'Dolphin Tale' review: Moving story, average movie

RedEye movie critic

**1/2 (out of four)

Shy 11-year-old Sawyer (Nathan Gamble) comes out of his shell when working with Winter, an injured dolphin who has her tail amputated. So it’s pretty shocking when Winter eats Sawyer in one bite.

Kidding, kidding—I’m just making sure you’re paying attention.

This family flick is based on a true story, and Winter even plays herself—because, of course, it would have been unthinkable to hire a different dolphin actor. There’s big inspiration in the way efforts to help Winter swim again led to developments in prosthetics and made Winter a role model for anyone who has lost a limb. But the power behind including footage of real people interacting with Winter reiterates how much better “Dolphin Tale” would have worked as a documentary or, say, a “Dateline” special. As is, the dramatized film loses points by spelling out absolutely everything, like when a young girl in a wheelchair sees Winter and says, “Mommy, she’s just like me,” while utilizing Stock Plot No. 3 about a marine hospital that might need to be sold so a hotel can be built and so forth.

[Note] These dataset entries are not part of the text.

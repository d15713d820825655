use muxrpc_codec::CodecError;

/// Errors raised while framing packets or resolving message types.
#[derive(Debug, Clone, Copy, PartialEq, Eq, thiserror::Error)]
pub enum ProtoError {
    /// The serialization engine failed.
    #[error("codec error: {0}")]
    Codec(#[from] CodecError),

    /// The buffer is too short to hold a packet header.
    #[error("packet header truncated")]
    ShortHeader,

    /// A packet header carries a content kind outside the known set.
    #[error("unknown packet kind {0:#04x}")]
    UnknownKind(u8),
}

pub type Result<T> = std::result::Result<T, ProtoError>;
//! Resumable binary (de)serialization for multiplexed message streams.
//!
//! The codec runs against caller-supplied buffers and suspends cleanly when a
//! buffer is exhausted: `run` returns the number of bytes processed so far and
//! the remaining work is resumed by the next call. This is what lets a
//! connection interleave fragments of many messages into fixed-size packets.
//!
//! Wire building blocks:
//! - fixed-width little-endian integers and one-byte booleans
//! - self-delimiting cross-encoded integers (leading byte = payload length)
//! - length-checked strings, containers and bit sequences (FNV-guarded counts)
//! - chunked byte streams with end and abort sentinels

pub mod cross;
pub mod envelope;
pub mod error;
pub mod limits;
pub mod store;

mod deserializer;
mod serializer;
mod value;

pub use deserializer::{Deserializer, StreamSink, StringCheckFn};
pub use error::{CodecError, Result};
pub use limits::Limits;
pub use serializer::{Encode, Serializer, StreamSource};
pub use value::{Bits, Decode, Kind, Value};

/// Smallest destination span in which `Serializer::run` is guaranteed to make
/// progress on any pending task (covers a stream chunk header plus a minimal
/// chunk, and the largest cross-encoded value).
pub const MIN_RUN_BUFFER_SIZE: usize = 16;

The mostly corny performances also hamper a sweet movie that works too hard to be goofy: Seeing Sawyer’s mom (Ashley Judd) delight in her son’s newfound enthusiasm is much more valuable than watching a pelican chase mom through a parking lot.

Note: Because I didn’t see the movie in its surprising 3-D presentation, I can only imagine how gloriously the heart-to-heart chats between characters played by Harry Connick, Jr., Kris Kristofferson and Morgan Freeman will pop off the screen.